• **DATA SHOWN**:

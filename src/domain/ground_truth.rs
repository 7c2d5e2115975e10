//! Ground-truth action timeline.
//!
//! The ground truth is a hand-labelled table of action intervals measured in
//! seconds from the start of the recorded video. Rows are loaded once, then
//! the aligner rewrites the working `start_seconds`/`end_seconds` copies when
//! it stretches the timeline.

use std::io::Read;
use std::path::{Path, PathBuf};

use serde::{Deserialize, Serialize};
use thiserror::Error;

/// Ground truth could not be produced from its source
#[derive(Debug, Error)]
pub enum GroundTruthError {
    #[error("Ground truth unavailable ({path}): {reason}")]
    Unavailable { path: PathBuf, reason: String },
}

impl GroundTruthError {
    fn unavailable(path: &Path, reason: impl ToString) -> Self {
        GroundTruthError::Unavailable {
            path: path.to_path_buf(),
            reason: reason.to_string(),
        }
    }
}

/// One row of the ground-truth CSV
#[derive(Debug, Clone, Deserialize)]
struct GroundTruthRow {
    start_time_seconds: f64,
    end_time_seconds: f64,
    action_label: String,
    category_label: String,
    #[serde(default)]
    duration_seconds: Option<f64>,
}

/// One labelled action interval
#[derive(Debug, Clone, PartialEq, Serialize, Deserialize)]
pub struct GroundTruthInterval {
    /// Start, seconds from video start, as labelled
    pub original_start: f64,
    /// End, seconds from video start, as labelled
    pub original_end: f64,
    /// Action label as labelled
    pub action: String,
    /// Category label as labelled
    pub category: String,
    /// Labelled duration (`end - start` when the column was empty)
    pub duration: f64,
    /// Working start, possibly stretched
    pub start_seconds: f64,
    /// Working end, possibly stretched
    pub end_seconds: f64,
    /// Width of the working interval after stretching
    #[serde(skip_serializing_if = "Option::is_none")]
    pub stretched_duration: Option<f64>,
}

impl GroundTruthInterval {
    pub fn new(start: f64, end: f64, action: impl Into<String>, category: impl Into<String>) -> Self {
        Self {
            original_start: start,
            original_end: end,
            action: action.into(),
            category: category.into(),
            duration: end - start,
            start_seconds: start,
            end_seconds: end,
            stretched_duration: None,
        }
    }

    /// Midpoint of the working interval
    pub fn center(&self) -> f64 {
        (self.start_seconds + self.end_seconds) / 2.0
    }

    /// Midpoint of the labelled interval
    pub fn original_center(&self) -> f64 {
        (self.original_start + self.original_end) / 2.0
    }

    /// Inclusive containment test against the working interval
    pub fn contains(&self, t: f64) -> bool {
        self.start_seconds <= t && t <= self.end_seconds
    }

    /// Drop any stretching and restore the labelled bounds
    pub fn reset(&mut self) {
        self.start_seconds = self.original_start;
        self.end_seconds = self.original_end;
        self.stretched_duration = None;
    }
}

/// Load ground truth from a CSV file.
///
/// Every failure (missing file, bad header, unparseable row) surfaces as
/// [`GroundTruthError::Unavailable`] so callers can decide whether to
/// continue with an empty timeline.
pub fn load_ground_truth(path: &Path) -> Result<Vec<GroundTruthInterval>, GroundTruthError> {
    let file = std::fs::File::open(path).map_err(|e| GroundTruthError::unavailable(path, e))?;
    read_ground_truth(file, path)
}

/// Load ground truth from any reader; `origin` is only used in errors.
pub fn read_ground_truth<R: Read>(
    reader: R,
    origin: &Path,
) -> Result<Vec<GroundTruthInterval>, GroundTruthError> {
    let mut rdr = csv::ReaderBuilder::new()
        .trim(csv::Trim::All)
        .from_reader(reader);

    let mut intervals = Vec::new();
    for (i, result) in rdr.deserialize().enumerate() {
        let row: GroundTruthRow = result
            .map_err(|e| GroundTruthError::unavailable(origin, format!("row {}: {}", i + 1, e)))?;

        if row.start_time_seconds > row.end_time_seconds {
            return Err(GroundTruthError::unavailable(
                origin,
                format!(
                    "row {}: start {} is after end {}",
                    i + 1,
                    row.start_time_seconds,
                    row.end_time_seconds
                ),
            ));
        }

        let mut interval = GroundTruthInterval::new(
            row.start_time_seconds,
            row.end_time_seconds,
            row.action_label,
            row.category_label,
        );
        if let Some(d) = row.duration_seconds {
            interval.duration = d;
        }
        intervals.push(interval);
    }

    tracing::debug!(rows = intervals.len(), path = %origin.display(), "Loaded ground truth");
    Ok(intervals)
}

#[cfg(test)]
mod tests {
    use super::*;
    use std::io::Write;
    use tempfile::TempDir;

    const CSV: &str = "\
start_time_seconds,end_time_seconds,action_label,category_label,duration_seconds
10.0,15.0,add-food,food,5.0
20.5,22.0,flip,cooking,
";

    #[test]
    fn test_read_rows() {
        let rows = read_ground_truth(CSV.as_bytes(), Path::new("mem.csv")).unwrap();
        assert_eq!(rows.len(), 2);

        assert_eq!(rows[0].action, "add-food");
        assert_eq!(rows[0].category, "food");
        assert_eq!(rows[0].duration, 5.0);
        assert_eq!(rows[0].start_seconds, rows[0].original_start);
        assert_eq!(rows[0].center(), 12.5);

        // Empty duration column is derived
        assert_eq!(rows[1].duration, 1.5);
    }

    #[test]
    fn test_missing_file_is_unavailable() {
        let temp = TempDir::new().unwrap();
        let err = load_ground_truth(&temp.path().join("nope.csv")).unwrap_err();
        assert!(matches!(err, GroundTruthError::Unavailable { .. }));
    }

    #[test]
    fn test_bad_row_is_unavailable() {
        let csv = "start_time_seconds,end_time_seconds,action_label,category_label\nabc,1.0,flip,x\n";
        let err = read_ground_truth(csv.as_bytes(), Path::new("bad.csv")).unwrap_err();
        let GroundTruthError::Unavailable { reason, .. } = err;
        assert!(reason.contains("row 1"));
    }

    #[test]
    fn test_reversed_interval_rejected() {
        let csv = "start_time_seconds,end_time_seconds,action_label,category_label\n5.0,1.0,flip,x\n";
        assert!(read_ground_truth(csv.as_bytes(), Path::new("rev.csv")).is_err());
    }

    #[test]
    fn test_load_from_disk() {
        let temp = TempDir::new().unwrap();
        let path = temp.path().join("gt.csv");
        let mut f = std::fs::File::create(&path).unwrap();
        f.write_all(CSV.as_bytes()).unwrap();

        let rows = load_ground_truth(&path).unwrap();
        assert_eq!(rows.len(), 2);
    }

    #[test]
    fn test_contains_is_inclusive() {
        let gt = GroundTruthInterval::new(10.0, 15.0, "flip", "cooking");
        assert!(gt.contains(10.0));
        assert!(gt.contains(15.0));
        assert!(!gt.contains(15.01));
    }
}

• **WHAT IS BEING ASKED**: What is needed is every line of the records that contains the word "intervals".

• **EXERCISE RESULT**:
//! The ground truth is a hand-labelled table of action intervals measured in
    let mut intervals = Vec::new();
        intervals.push(interval);
    tracing::debug!(rows = intervals.len(), path = %origin.display(), "Loaded ground truth");
    Ok(intervals)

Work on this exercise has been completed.